AI arises: A new era of employee focus and empowerment
- Shawn Liew
Driven by key global elections, continuing geo-political tensions, and lingering economic uncertainty, a perfect storm is potentially brewing to create a set of unique challenges for organisations in 2024.
Yet, for forward-looking organisations looking to adapt and innovate to meet the demands of customers in typically fast-moving markets, some challenges remain constant, including the need to find, attract, engage, and train the right people, said Steve Boese, President & Co-Founder, H3 HR Advisors.
What will make a difference in 2024, he suggested, is the emergence of a new and powerful set of technologies. “Generative AI has created both new challenges and opportunities for organisations in the pursuit of meeting their talent and customer challenges,” Boese told HRM Magazine Asia. “In 2023, Generative AI emerged as a new and exciting tool that to some people, has almost unlimited potential in domains as diverse as sales and marketing, software engineering, and certainly in HR.”
Describing generative AI as a generational new technology that has the potential to be both important and disruptive for organisations, he added, “The challenge for organisations and HR leaders in 2024, will be to harness and direct these new technologies and capabilities in the most effective and impactful ways to help them and their stakeholders – customers and employees specifically – to succeed in 2024.”
Where the latter is concerned, the onus is on organisational leaders to consider the real impact new technologies might have on their workforces.
“The challenge for organisations and HR leaders in 2024, will be to harness and direct these new technologies and capabilities in the most effective and impactful ways to help them and their stakeholders – customers and employees specifically – to succeed in 2024.” – Steve Boese
Boese cautioned organisations against focusing on “efficiency” in 2024, which often translates into cost reduction via reducing employee headcount.
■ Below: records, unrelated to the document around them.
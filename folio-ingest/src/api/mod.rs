//! HTTP API handlers

pub mod entities;
pub mod health;
pub mod search;

pub use entities::{book_routes, contributor_routes};
pub use health::health_routes;
pub use search::search_routes;
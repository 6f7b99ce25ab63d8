//! The reconciliation engine
//!
//! Pure, CPU-bound document transformations: annotation, merging, key
//! extraction and the revisions view. Nothing in this module touches a
//! store; purity here is the main correctness lever for the pipeline.

pub mod annotate;
pub mod enrich;
pub mod keys;
pub mod merge;
pub mod node;
pub mod revisions;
Strategies not executed properly put organisations at risk of adversely impacting the safety and security of their teams.
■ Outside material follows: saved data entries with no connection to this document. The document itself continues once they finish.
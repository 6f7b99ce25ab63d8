//! Shared helpers for integration tests

use folio_common::config::Config;
use folio_ingest::index::MemorySearchBackend;
use folio_ingest::AppState;
use serde_json::{json, Value};
use sqlx::sqlite::SqlitePoolOptions;
use std::sync::Arc;
use std::time::Duration;

/// Application state over an in-memory database and in-process index.
///
/// A single pooled connection keeps the in-memory schema visible to
/// background tasks.
pub async fn test_state() -> (AppState, Arc<MemorySearchBackend>) {
    let pool = SqlitePoolOptions::new()
        .max_connections(1)
        .connect("sqlite::memory:")
        .await
        .expect("in-memory database");
    folio_ingest::store::init_tables(&pool).await.unwrap();

    let backend = Arc::new(MemorySearchBackend::new());
    let config = Arc::new(Config::default());
    let state = AppState::new(config, pool, backend.clone());
    (state, backend)
}

/// A raw book payload from one upstream source.
pub fn book_payload(system: &str, processed_at: &str, fields: Value) -> Vec<u8> {
    let mut doc = json!({
        "$schema": "book.v2",
        "classification": [{"realm": "isbn", "id": "9780000000001"}],
        "source": {"system": system, "processedAt": processed_at, "role": "publisher"},
    });
    for (key, value) in fields.as_object().unwrap() {
        doc[key.as_str()] = value.clone();
    }
    serde_json::to_vec(&doc).unwrap()
}

/// Wait until the in-process index holds `expected` documents.
pub async fn await_index(backend: &MemorySearchBackend, index: &str, expected: usize) {
    for _ in 0..100 {
        if backend.len(index).await >= expected {
            return;
        }
        tokio::time::sleep(Duration::from_millis(10)).await;
    }
    panic!(
        "index {} did not reach {} documents",
        index, expected
    );
}

pub async fn history_count(state: &AppState) -> i64 {
    sqlx::query_scalar("SELECT COUNT(*) FROM history_documents")
        .fetch_one(&state.db)
        .await
        .unwrap()
}

pub async fn current_count(state: &AppState) -> i64 {
    sqlx::query_scalar("SELECT COUNT(*) FROM current_documents")
        .fetch_one(&state.db)
        .await
        .unwrap()
}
He elaborated, “Particularly, in a time of extremely high corporate profits and share prices in many parts of the world, organisations that are pursuing employee reductions can run the risk of long-term damage to their reputation as employers.”
“A better path forward for these organisations may be to find ways to take advantage of Generative and other forms of AI to help employees adapt, learn new skills, and develop new products and service capabilities to meet the needs of customers, while also providing them more of a career path and security in their own capabilities.”
2024 a year of consolidation for AI?
For better or worse, 2023 became a huge buzzword for many organisations in 2023. With many major HR technology partners releasing new Generative AI capabilities into their existing platforms, coupled with new HR technology startups entering the market with a focus on Generative AI for HR solutions, Boese expects Generative AI to continue dominating the HR technology market in 2024.
The focus this year, he said, would be on how HR organisations, supported by HR tech partners, can find ways to use the technology in the most effective and impactful ways.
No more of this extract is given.